Sisters come in so many different ways. I’ve said it before, that Emily and I had a rough time the last few years. We were close- but only in certain areas. We confided in each other, but we both had our secrets and kept things back. It didn’t bother me that I wasn’t the one that Emily confided in. We just didn’t have that relationship. But I think it drove her nuts that I didn’t tell her everything. Irrational, yes; but in Emily-land it made perfect sense. It was different because it was her.
In many ways, my cousin Lauren is like another sister. We’re a lot alike, and she understands me in a way that a lot of people don’t. Mainly because I let her- because I don’t shut her out like I do most people. The way I often did to Emily. I never used those words to describe Laurie in front of Emily, because I knew it would hurt her. As many shades of gray she was, some things were black and white. In Emily’s mind, sisters were sisters, and friends were friends. You didn’t have friends who were sisters. In the same way that I never understood Emily, Emily in turn didn’t always understand me. I saw things in shades of gray. I wasn’t like Emily and had a whole group of friends I was close with. I have friends, but only a very few people I really confide in. I never thought of them as sisters in place of Emily, but in addition to her. And I could never make her understand that there was no one that could take her place in my heart. The difference between Emily and Lauren is that Lauren doesn’t usually see the “bad” side of me. Emily did, more often that I’m proud to admit, and she still loved me. Because that’s what sisters do… She wasn’t always my friend, but she always was and always will be my sister. And as much as I love Laurie, and as close as we are, she's a different kind of sister.

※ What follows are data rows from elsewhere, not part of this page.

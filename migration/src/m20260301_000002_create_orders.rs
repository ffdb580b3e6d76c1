//! Orders table.
//!
//! Client contact and delivery fields are a snapshot taken at checkout time.
//! `order_number` is the human-facing sequence, independent of the uuid key.

use sea_orm_migration::prelude::*;

#[derive(DeriveMigrationName)]
pub struct Migration;

#[async_trait::async_trait]
impl MigrationTrait for Migration {
    async fn up(&self, manager: &SchemaManager) -> Result<(), DbErr> {
        manager
            .create_table(
                Table::create()
                    .table(Orders::Table)
                    .if_not_exists()
                    .col(ColumnDef::new(Orders::Id).uuid().not_null().primary_key())
                    .col(
                        ColumnDef::new(Orders::OrderNumber)
                            .big_integer()
                            .not_null()
                            .auto_increment()
                            .unique_key(),
                    )
                    .col(ColumnDef::new(Orders::UserId).uuid().not_null())
                    .col(
                        ColumnDef::new(Orders::Status)
                            .string()
                            .not_null()
                            .default("in_process"),
                    )
                    .col(
                        ColumnDef::new(Orders::PaymentType)
                            .string()
                            .not_null()
                            .check(Expr::col(Orders::PaymentType).is_in(["card", "cash"])),
                    )
                    .col(ColumnDef::new(Orders::CardType).string())
                    .col(ColumnDef::new(Orders::ClientName).string().not_null())
                    .col(ColumnDef::new(Orders::ClientPhone).string().not_null())
                    .col(ColumnDef::new(Orders::Comment).text())
                    .col(ColumnDef::new(Orders::DeliveryType).string().not_null())
                    .col(ColumnDef::new(Orders::Latitude).double().not_null())
                    .col(ColumnDef::new(Orders::Longitude).double().not_null())
                    .col(ColumnDef::new(Orders::AddressName).string())
                    .col(ColumnDef::new(Orders::PickerId).uuid())
                    .col(ColumnDef::new(Orders::PickedAt).timestamp_with_time_zone())
                    .col(ColumnDef::new(Orders::CourierId).uuid())
                    .col(ColumnDef::new(Orders::DeliveringAt).timestamp_with_time_zone())
                    .col(ColumnDef::new(Orders::DeliveredAt).timestamp_with_time_zone())
                    .col(
                        ColumnDef::new(Orders::TotalPrice)
                            .decimal_len(14, 2)
                            .not_null()
                            .default(0),
                    )
                    .col(ColumnDef::new(Orders::DeletedAt).timestamp_with_time_zone())
                    .col(
                        ColumnDef::new(Orders::CreatedAt)
                            .timestamp_with_time_zone()
                            .not_null()
                            .default(Expr::current_timestamp()),
                    )
                    .col(
                        ColumnDef::new(Orders::UpdatedAt)
                            .timestamp_with_time_zone()
                            .not_null()
                            .default(Expr::current_timestamp()),
                    )
                    .to_owned(),
            )
            .await?;

        // Status group listings
        manager
            .create_index(
                Index::create()
                    .name("idx_orders_status")
                    .table(Orders::Table)
                    .col(Orders::Status)
                    .to_owned(),
            )
            .await?;

        // Per-courier active/finished lists and the one-active-delivery check
        manager
            .create_index(
                Index::create()
                    .name("idx_orders_courier_status")
                    .table(Orders::Table)
                    .col(Orders::CourierId)
                    .col(Orders::Status)
                    .to_owned(),
            )
            .await?;

        Ok(())
    }

    async fn down(&self, manager: &SchemaManager) -> Result<(), DbErr> {
        manager
            .drop_table(Table::drop().table(Orders::Table).to_owned())
            .await
    }
}

#[derive(DeriveIden)]
pub(crate) enum Orders {
    Table,
    Id,
    OrderNumber,
    UserId,
    Status,
    PaymentType,
    CardType,
    ClientName,
    ClientPhone,
    Comment,
    DeliveryType,
    Latitude,
    Longitude,
    AddressName,
    PickerId,
    PickedAt,
    CourierId,
    DeliveringAt,
    DeliveredAt,
    TotalPrice,
    DeletedAt,
    CreatedAt,
    UpdatedAt,
}
//! Courier dispatch: fan-out of order events to live courier connections
//!
//! A single [`DispatchWorker`] task owns the connection registry. Request
//! handlers never touch it directly; they talk to the worker through
//! [`CourierDispatchBroadcaster`]:
//!
//! - registration and deregistration go over an unbounded control channel
//! - events go over a small bounded channel with `try_send`
//!
//! Delivery is at-most-once. An event that finds the buffer full is dropped
//! and the caller is never blocked. A connection whose write fails or times
//! out is removed on the spot; the others still get the event.

use async_trait::async_trait;
use axum::extract::ws::{Message, WebSocket};
use futures_util::{stream::SplitSink, SinkExt};
use serde::Serialize;
use std::sync::atomic::{AtomicU64, AtomicUsize, Ordering};
use std::sync::Arc;
use std::time::Duration;
use tokio::sync::mpsc;
use tracing::{debug, info, trace, warn};

use crate::auth::Role;
use crate::models::order::OrderView;

pub type SendError = Box<dyn std::error::Error + Send + Sync>;

/// Push frame sent to courier clients
#[derive(Debug, Clone, Serialize)]
#[serde(tag = "type", rename_all = "snake_case")]
pub enum CourierEvent {
    /// Sent once when the connection is registered
    Subscribed { connection_id: u64 },
    OrderCreated { order: OrderView },
    OrderUpdated { order: OrderView },
}

impl CourierEvent {
    fn label(&self) -> &'static str {
        match self {
            CourierEvent::Subscribed { .. } => "subscribed",
            CourierEvent::OrderCreated { .. } => "order_created",
            CourierEvent::OrderUpdated { .. } => "order_updated",
        }
    }
}

/// Write half of a courier client
#[async_trait]
pub trait CourierConnection: Send {
    async fn send_text(&mut self, text: String) -> Result<(), SendError>;
}

/// Sink half of an axum websocket
pub struct WsCourierConnection {
    sink: SplitSink<WebSocket, Message>,
}

impl WsCourierConnection {
    pub fn new(sink: SplitSink<WebSocket, Message>) -> Self {
        Self { sink }
    }
}

#[async_trait]
impl CourierConnection for WsCourierConnection {
    async fn send_text(&mut self, text: String) -> Result<(), SendError> {
        self.sink.send(Message::Text(text.into())).await?;
        Ok(())
    }
}

#[derive(Debug, Clone, Copy, PartialEq, Eq, Hash)]
pub struct ConnectionId(pub u64);

impl std::fmt::Display for ConnectionId {
    fn fmt(&self, f: &mut std::fmt::Formatter<'_>) -> std::fmt::Result {
        write!(f, "conn-{}", self.0)
    }
}

enum Control {
    Register {
        id: ConnectionId,
        role: Role,
        connection: Box<dyn CourierConnection>,
    },
    Deregister(ConnectionId),
}

/// Handle used by request paths. Cheap to clone.
#[derive(Clone)]
pub struct CourierDispatchBroadcaster {
    control_tx: mpsc::UnboundedSender<Control>,
    events_tx: mpsc::Sender<CourierEvent>,
    next_id: Arc<AtomicU64>,
    connections: Arc<AtomicUsize>,
}

impl CourierDispatchBroadcaster {
    /// Create the handle and the worker that must be spawned to serve it
    pub fn new(queue_capacity: usize, write_timeout: Duration) -> (Self, DispatchWorker) {
        let (control_tx, control_rx) = mpsc::unbounded_channel();
        let (events_tx, events_rx) = mpsc::channel(queue_capacity.max(1));
        let connections = Arc::new(AtomicUsize::new(0));

        let broadcaster = Self {
            control_tx,
            events_tx,
            next_id: Arc::new(AtomicU64::new(1)),
            connections: connections.clone(),
        };
        let worker = DispatchWorker {
            control_rx,
            events_rx,
            registry: Vec::new(),
            write_timeout,
            connections,
        };

        (broadcaster, worker)
    }

    /// Hand a connection to the worker. Returns the id to deregister with.
    pub fn register(&self, role: Role, connection: Box<dyn CourierConnection>) -> ConnectionId {
        let id = self.next_connection_id();
        self.register_as(id, role, connection);
        id
    }

    /// Reserve an id before the connection is handed over
    pub fn next_connection_id(&self) -> ConnectionId {
        ConnectionId(self.next_id.fetch_add(1, Ordering::Relaxed))
    }

    pub fn register_as(
        &self,
        id: ConnectionId,
        role: Role,
        connection: Box<dyn CourierConnection>,
    ) {
        if self
            .control_tx
            .send(Control::Register {
                id,
                role,
                connection,
            })
            .is_err()
        {
            warn!(connection = %id, "Dispatch worker is gone, connection not registered");
        }
    }

    /// Remove a connection whose client went away. Unknown ids are ignored.
    pub fn deregister(&self, id: ConnectionId) {
        let _ = self.control_tx.send(Control::Deregister(id));
    }

    /// Non-blocking hand-off to the worker
    ///
    /// Returns `false` when the event was dropped because the buffer is full
    /// or the worker has stopped.
    pub fn enqueue(&self, event: CourierEvent) -> bool {
        let label = event.label();
        match self.events_tx.try_send(event) {
            Ok(()) => {
                trace!(event = label, "Courier event queued");
                true
            }
            Err(mpsc::error::TrySendError::Full(_)) => {
                debug!(event = label, "Dispatch worker busy, courier event dropped");
                false
            }
            Err(mpsc::error::TrySendError::Closed(_)) => {
                warn!(event = label, "Dispatch worker stopped, courier event dropped");
                false
            }
        }
    }

    /// Connections currently held by the worker
    pub fn connection_count(&self) -> usize {
        self.connections.load(Ordering::Acquire)
    }
}

struct Registered {
    id: ConnectionId,
    role: Role,
    connection: Box<dyn CourierConnection>,
}

/// Owner of the connection registry. Run with `tokio::spawn(worker.run())`.
pub struct DispatchWorker {
    control_rx: mpsc::UnboundedReceiver<Control>,
    events_rx: mpsc::Receiver<CourierEvent>,
    registry: Vec<Registered>,
    write_timeout: Duration,
    connections: Arc<AtomicUsize>,
}

impl DispatchWorker {
    pub async fn run(mut self) {
        info!("Courier dispatch worker started");

        loop {
            tokio::select! {
                biased;

                Some(command) = self.control_rx.recv() => self.apply(command),
                Some(event) = self.events_rx.recv() => {
                    // Registrations made before this event was queued must see it
                    while let Ok(command) = self.control_rx.try_recv() {
                        self.apply(command);
                    }
                    self.dispatch(event).await;
                }
                else => break,
            }
        }

        info!(
            remaining = self.registry.len(),
            "Courier dispatch worker stopped"
        );
    }

    fn apply(&mut self, command: Control) {
        match command {
            Control::Register {
                id,
                role,
                connection,
            } => {
                self.registry.push(Registered {
                    id,
                    role,
                    connection,
                });
                info!(connection = %id, %role, total = self.registry.len(), "Connection registered");
            }
            Control::Deregister(id) => {
                let before = self.registry.len();
                self.registry.retain(|c| c.id != id);
                if self.registry.len() < before {
                    info!(connection = %id, total = self.registry.len(), "Connection deregistered");
                }
            }
        }
        self.connections.store(self.registry.len(), Ordering::Release);
    }

    async fn dispatch(&mut self, event: CourierEvent) {
        if self.registry.is_empty() {
            trace!(event = event.label(), "No courier connections, nothing to send");
            return;
        }

        let payload = match serde_json::to_string(&event) {
            Ok(payload) => payload,
            Err(e) => {
                warn!(event = event.label(), error = %e, "Failed to serialize courier event");
                return;
            }
        };

        let mut failed = Vec::new();
        for entry in self.registry.iter_mut() {
            let write = entry.connection.send_text(payload.clone());
            match tokio::time::timeout(self.write_timeout, write).await {
                Ok(Ok(())) => {}
                Ok(Err(e)) => {
                    warn!(connection = %entry.id, role = %entry.role, error = %e, "Courier write failed, dropping connection");
                    failed.push(entry.id);
                }
                Err(_) => {
                    warn!(connection = %entry.id, role = %entry.role, "Courier write timed out, dropping connection");
                    failed.push(entry.id);
                }
            }
        }

        if !failed.is_empty() {
            self.registry.retain(|c| !failed.contains(&c.id));
            self.connections.store(self.registry.len(), Ordering::Release);
        }

        debug!(
            event = event.label(),
            delivered = self.registry.len(),
            dropped = failed.len(),
            "Courier event dispatched"
        );
    }
}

When I was at Lauren’s house, we watched In Her Shoes together. I had told Lauren about Emily’s gift, and I wanted her to see the movie. I wanted her to see why it was so special. And I am so thankful that we watched it on that last day before I came home. Because it brought back such happy memories, and in a way… I was remembering the good parts of Em, instead of dwelling on some of the bad. And the funny thing is, I remember telling Lauren, “I can’t tell Emily that I watched this with you. She’d have a fit!” I think she would have seen it as a betrayal, sharing “our” movie. Diana was so right- Emily was fiercely possessive of things that were considered “ours”. But when I watch that movie, Emily is the only sister I’m thinking about. I may think of Laurie as another sister, but there are some things that were just mine and Emily’s. Lauren sent me a card after Emily died, and she wrote about how glad she was that we watched that movie together- that it showed her the special bond sisters had, and how despite the fights and arguments, that bond stayed strong. Which is the whole reason why I wanted her to see it so badly. I wanted Lauren to see that in spite of all the times that I complained about Emily, there was such a wonderful side of her too.

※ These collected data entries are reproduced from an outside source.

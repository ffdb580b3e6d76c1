// src/lib.rs

use axum::Router;
use std::sync::Arc;
use tower_http::{cors::CorsLayer, trace::TraceLayer};

use crate::config::Config;
use crate::services::{
    basket::BasketService,
    checkout::CheckoutTransactionManager,
    dispatch::{CourierDispatchBroadcaster, DispatchWorker},
    fulfilment::FulfilmentService,
    media::MediaUrlResolver,
    order_query::OrderQueryService,
    status_transition::{RolePermissions, StatusTransitionEngine},
};
use crate::store::OrderStore;

#[derive(Clone)]
pub struct AppState {
    pub baskets: BasketService,
    pub checkout: CheckoutTransactionManager,
    pub fulfilment: FulfilmentService,
    pub queries: OrderQueryService,
    pub dispatcher: CourierDispatchBroadcaster,
}

impl AppState {
    /// Wire services over `store`. The returned worker must be spawned for
    /// courier pushes to go out.
    pub fn new(store: Arc<dyn OrderStore>, config: &Config) -> (Self, DispatchWorker) {
        let timeout = config.request_timeout();
        let media = MediaUrlResolver::new(config.media_base_url.clone());
        let engine = StatusTransitionEngine::new(Arc::new(RolePermissions::standard()));
        let (dispatcher, worker) = CourierDispatchBroadcaster::new(
            config.dispatch_queue_capacity,
            config.dispatch_write_timeout(),
        );

        let state = Self {
            baskets: BasketService::new(store.clone(), timeout),
            checkout: CheckoutTransactionManager::new(
                store.clone(),
                dispatcher.clone(),
                media.clone(),
                timeout,
            ),
            fulfilment: FulfilmentService::new(
                store.clone(),
                engine,
                dispatcher.clone(),
                media.clone(),
                timeout,
            ),
            queries: OrderQueryService::new(store, media, timeout),
            dispatcher,
        };

        (state, worker)
    }
}

/// Full application: routes, tower-http layers and state
pub fn router(state: AppState) -> Router {
    handlers::routes()
        .layer(CorsLayer::permissive())
        .layer(TraceLayer::new_for_http())
        .with_state(state)
}

pub mod entities {
    pub mod prelude;
    pub mod basket_lines;
    pub mod order_lines;
    pub mod orders;
    pub mod products;
}

pub mod services {
    pub mod basket;
    pub mod checkout;
    pub mod dispatch;
    pub mod fulfilment;
    pub mod media;
    pub mod order_query;
    pub mod status_transition;
}

pub mod auth;
pub mod config;
pub mod error;
pub mod handlers;
pub mod models;
pub mod store;
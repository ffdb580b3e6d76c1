pub mod basket;
pub mod order;
pub mod product;

use serde::{Deserialize, Serialize};

#[derive(Debug, Clone, Serialize, Deserialize)]
pub struct ErrorResponse {
    pub error: String,
    pub code: String,
}
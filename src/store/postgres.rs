//! [`OrderStore`] over PostgreSQL via SeaORM
//!
//! Schema is owned by the `migration` crate. Soft-deleted rows carry a
//! non-null `deleted_at` and are filtered out of every read.

use async_trait::async_trait;
use chrono::{DateTime, Utc};
use rust_decimal::Decimal;
use sea_orm::sea_query::{Expr, SimpleExpr};
use sea_orm::{
    ActiveModelTrait, ColumnTrait, DatabaseConnection, EntityTrait, PaginatorTrait, QueryFilter,
    QueryOrder, Set, TransactionTrait, Value,
};
use std::collections::HashMap;
use uuid::Uuid;

use super::{OrderFilter, OrderStore};
use crate::entities::{basket_lines, order_lines, orders, prelude::*, products};
use crate::error::{StoreError, StoreResult};
use crate::models::basket::BasketLine;
use crate::models::order::{
    NewOrder, NewOrderLine, Order, OrderDetails, OrderLine, OrderLineDetail, OrderStatus,
};
use crate::models::product::Product;

#[derive(Clone)]
pub struct PgOrderStore {
    db: DatabaseConnection,
}

impl PgOrderStore {
    pub fn new(db: DatabaseConnection) -> Self {
        Self { db }
    }

    /// Conditional update of a live order still in `from`.
    ///
    /// `guard` is an extra row condition evaluated in the same statement,
    /// paired with the error to report when only the guard failed.
    async fn update_where_status(
        &self,
        order_id: Uuid,
        from: OrderStatus,
        columns: Vec<(orders::Column, SimpleExpr)>,
        guard: Option<(SimpleExpr, StoreError)>,
    ) -> StoreResult<()> {
        let mut update = Orders::update_many()
            .col_expr(orders::Column::UpdatedAt, Expr::value(Utc::now()));
        for (column, value) in columns {
            update = update.col_expr(column, value);
        }

        let mut update = update
            .filter(orders::Column::Id.eq(order_id))
            .filter(orders::Column::Status.eq(from.as_str()))
            .filter(orders::Column::DeletedAt.is_null());
        let guard_error = match guard {
            Some((condition, error)) => {
                update = update.filter(condition);
                Some(error)
            }
            None => None,
        };

        let result = update.exec(&self.db).await?;

        if result.rows_affected == 0 {
            // Distinguish a missing order, a moved status and a failed guard
            let current = Orders::find_by_id(order_id)
                .filter(orders::Column::DeletedAt.is_null())
                .one(&self.db)
                .await?;
            return Err(match (current, guard_error) {
                (None, _) => StoreError::NotFound,
                (Some(model), Some(error)) if model.status == from.as_str() => error,
                (Some(_), _) => StoreError::StaleStatus,
            });
        }

        Ok(())
    }

    /// Attach live lines (with catalogue name and image key) to each order
    async fn with_lines(&self, models: Vec<orders::Model>) -> StoreResult<Vec<OrderDetails>> {
        if models.is_empty() {
            return Ok(Vec::new());
        }

        let ids: Vec<Uuid> = models.iter().map(|m| m.id).collect();
        let rows = OrderLines::find()
            .filter(order_lines::Column::OrderId.is_in(ids))
            .filter(order_lines::Column::DeletedAt.is_null())
            .order_by_asc(order_lines::Column::CreatedAt)
            .find_also_related(Products)
            .all(&self.db)
            .await?;

        let mut by_order: HashMap<Uuid, Vec<OrderLineDetail>> = HashMap::new();
        for (line, product) in rows {
            by_order
                .entry(line.order_id)
                .or_default()
                .push(OrderLineDetail {
                    product_name: product.as_ref().map(|p| p.name.clone()).unwrap_or_default(),
                    image_key: product.and_then(|p| p.image_key),
                    line: line_from_model(line),
                });
        }

        models
            .into_iter()
            .map(|model| {
                let lines = by_order.remove(&model.id).unwrap_or_default();
                Ok(OrderDetails {
                    order: order_from_model(model)?,
                    lines,
                })
            })
            .collect()
    }
}

fn order_from_model(model: orders::Model) -> StoreResult<Order> {
    let corrupt = |field: &str, value: &str| {
        StoreError::Backend(format!("order {} has invalid {}: {}", model.id, field, value))
    };

    Ok(Order {
        status: model
            .status
            .parse()
            .map_err(|_| corrupt("status", &model.status))?,
        payment_type: model
            .payment_type
            .parse()
            .map_err(|_| corrupt("payment_type", &model.payment_type))?,
        delivery_type: model
            .delivery_type
            .parse()
            .map_err(|_| corrupt("delivery_type", &model.delivery_type))?,
        id: model.id,
        order_number: model.order_number,
        user_id: model.user_id,
        card_type: model.card_type,
        client_name: model.client_name,
        client_phone: model.client_phone,
        comment: model.comment,
        latitude: model.latitude,
        longitude: model.longitude,
        address_name: model.address_name,
        picker_id: model.picker_id,
        picked_at: model.picked_at,
        courier_id: model.courier_id,
        delivering_at: model.delivering_at,
        delivered_at: model.delivered_at,
        total_price: model.total_price,
        deleted_at: model.deleted_at,
        created_at: model.created_at,
        updated_at: model.updated_at,
    })
}

fn line_from_model(model: order_lines::Model) -> OrderLine {
    OrderLine {
        id: model.id,
        order_id: model.order_id,
        product_id: model.product_id,
        quantity: model.quantity,
        price: model.price,
        total_price: model.total_price,
        deleted_at: model.deleted_at,
    }
}

fn basket_from_model(model: basket_lines::Model) -> BasketLine {
    BasketLine {
        id: model.id,
        user_id: model.user_id,
        product_id: model.product_id,
        quantity: model.quantity,
        deleted_at: model.deleted_at,
    }
}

So I hope Emily understands, and forgives me for sharing “our” movie. And for never taking the time to try and walk a little ways in her shoes. And I hope that she knows that the countless pairs of shoes that are still downstairs remind me that she has forever left shoes that no one could ever possibly fill.

1 comment:

Hausie said...

That was the only down side to working with her...we wear the same size shoe and of course there would be one really cute pair of shoes and there would only be one in size 7.5 and she would beat me to them every time!